# Funny Red Patches



## Kay92 (Oct 19, 2012)

Last week we noticed that Chuck had scabby, almost scaly looking, patches on his belly. Then we noticed that on the back upper part of his legs he had one, that wasn't scaly or scabby but very bright red. Today my mom and I found another of the bright red ones on the inside of his hip. When we took him to get his nails trimmed the vet looked at them and gave us medicine for a staff infection after asking him if he's been wet. The thing is it's like 40 degrees here and of course he hasn't been wet. The only thing we thought of was maybe he gets too hot when he burrows under the covers at night to sleep.
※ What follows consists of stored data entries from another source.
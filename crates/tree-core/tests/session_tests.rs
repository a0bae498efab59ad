use tree_core::*;

fn ready_session() -> (Session, ScheduleHandle) {
    let mut session = Session::new();
    assert_eq!(session.set_started(true), SessionCommand::None);
    assert_eq!(session.set_gesture_enabled(true), SessionCommand::None);
    let handle = match session.detector_ready() {
        SessionCommand::AcquireCamera(h) => h,
        other => panic!("expected camera request, got {other:?}"),
    };
    (session, handle)
}

#[test]
fn status_reports_loading_until_the_detector_resolves() {
    let mut session = Session::new();
    assert_eq!(session.status(), StatusLabel::Loading);
    assert_eq!(session.status().as_str(), "Rendering...");
    session.detector_ready();
    assert_eq!(session.status(), StatusLabel::Disabled);
}

#[test]
fn camera_grant_activates_gesture_input() {
    let (mut session, handle) = ready_session();
    assert_eq!(session.camera(), CameraStatus::Requesting);
    assert!(!session.gesture_input_active());
    assert!(session.camera_granted(handle));
    assert!(session.gesture_input_active());
    assert_eq!(session.status().as_str(), "Active");
}

#[test]
fn frames_are_deduplicated_by_video_time() {
    let (mut session, handle) = ready_session();
    session.camera_granted(handle);
    assert!(session.accept_frame(handle, 0.5));
    assert!(!session.accept_frame(handle, 0.5));
    assert!(session.accept_frame(handle, 0.6));
}

#[test]
fn disabling_stops_the_loop_and_releases_the_camera() {
    let (mut session, handle) = ready_session();
    session.camera_granted(handle);
    assert_eq!(session.set_gesture_enabled(false), SessionCommand::ReleaseCamera);
    assert!(!session.is_current(handle));
    assert!(!session.accept_frame(handle, 1.0));
    assert_eq!(session.camera(), CameraStatus::Off);
    assert_eq!(session.status(), StatusLabel::Disabled);
}

#[test]
fn stopping_the_session_also_releases() {
    let (mut session, handle) = ready_session();
    session.camera_granted(handle);
    assert_eq!(session.set_started(false), SessionCommand::ReleaseCamera);
    assert!(!session.gesture_input_active());
}

#[test]
fn a_stale_grant_is_refused() {
    let (mut session, first) = ready_session();
    assert_eq!(session.set_gesture_enabled(false), SessionCommand::ReleaseCamera);
    let second = match session.set_gesture_enabled(true) {
        SessionCommand::AcquireCamera(h) => h,
        other => panic!("expected camera request, got {other:?}"),
    };
    assert_ne!(first, second);
    assert!(!session.camera_granted(first));
    assert!(session.camera_granted(second));
}

#[test]
fn camera_denial_falls_back_to_pointer_input() {
    let (mut session, handle) = ready_session();
    session.camera_denied(handle);
    assert_eq!(session.camera(), CameraStatus::Unavailable);
    assert!(!session.gesture_input_active());
    assert_eq!(session.status(), StatusLabel::NoCamera);

    assert_eq!(session.set_gesture_enabled(false), SessionCommand::None);
    assert!(matches!(
        session.set_gesture_enabled(true),
        SessionCommand::AcquireCamera(_)
    ));
}

#[test]
fn detector_failure_never_requests_the_camera() {
    let mut session = Session::new();
    session.set_started(true);
    session.set_gesture_enabled(true);
    assert_eq!(session.detector_failed(), SessionCommand::None);
    assert_eq!(session.detector(), DetectorStatus::Unavailable);
    assert!(!session.gesture_input_active());
    assert_eq!(session.set_gesture_enabled(true), SessionCommand::None);
}

#[test]
fn hints_follow_the_gesture() {
    let (session, _) = ready_session();
    assert_eq!(session.hint(GestureState::HandOpen), GestureHint::Exploding);
    assert_eq!(session.hint(GestureState::HeartShape), GestureHint::Heart);
    assert_eq!(
        session.hint(GestureState::HandClosed),
        GestureHint::GestureInstructions
    );
    assert_eq!(Session::new().hint(GestureState::Idle), GestureHint::DragInstructions);
}

#[test]
fn press_explodes_and_release_reassembles() {
    let mut pointer = PointerFallback::default();
    assert_eq!(pointer.press(100.0), GestureState::HandOpen);
    assert!(pointer.is_pressed());
    assert_eq!(pointer.release(), GestureState::HandClosed);
    assert!(!pointer.is_pressed());
}

#[test]
fn dragging_past_the_slop_feeds_rotation() {
    let mut pointer = PointerFallback::default();
    let mut channel = ManipulationDelta::new();
    pointer.press(100.0);
    assert_eq!(pointer.move_to(100.0 + DRAG_SLOP_PX * 0.5, &mut channel), None);
    assert_eq!(channel.rotation(), 0.0);

    assert_eq!(
        pointer.move_to(120.0, &mut channel),
        Some(GestureState::HandClosed)
    );
    assert!(pointer.is_dragging());
    let expected = (120.0 - (100.0 + DRAG_SLOP_PX * 0.5)) * DRAG_ROTATION_PER_PX;
    assert!((channel.rotation() - expected).abs() < 1e-6);

    assert_eq!(pointer.move_to(140.0, &mut channel), None);
    assert!((channel.rotation() - expected - 20.0 * DRAG_ROTATION_PER_PX).abs() < 1e-6);
}

#[test]
fn hover_without_press_does_nothing() {
    let mut pointer = PointerFallback::default();
    let mut channel = ManipulationDelta::new();
    assert_eq!(pointer.move_to(500.0, &mut channel), None);
    assert_eq!(channel.rotation(), 0.0);
}

#[test]
fn wheel_feeds_zoom() {
    let pointer = PointerFallback::default();
    let mut channel = ManipulationDelta::new();
    pointer.wheel(2.0, &mut channel);
    assert!((channel.zoom() - 2.0 * WHEEL_ZOOM_PER_LINE).abs() < 1e-6);
}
We were wondering if anyone else has seen patches like this before?


----------



## bryceandmichelle (Nov 28, 2011)

My V just got home from the vet today with a staff infection diagnosis. I still have no idea how he got it, but he is on meds now. He has bumps on his back and rib cage and patches of thinning hair.


----------



## Hockey Dog (Jun 8, 2010)

Koda had a case of "hives" and various red patches. We were concerned but think it was an allergic reaction to something (plants, weeds etc)
Cleared up after 3-4 days.


----------



## Kay92 (Oct 19, 2012)

Riley gets hives all the time. After we finished the staff infection that the vet gave to us it seems to have cleared up.


----------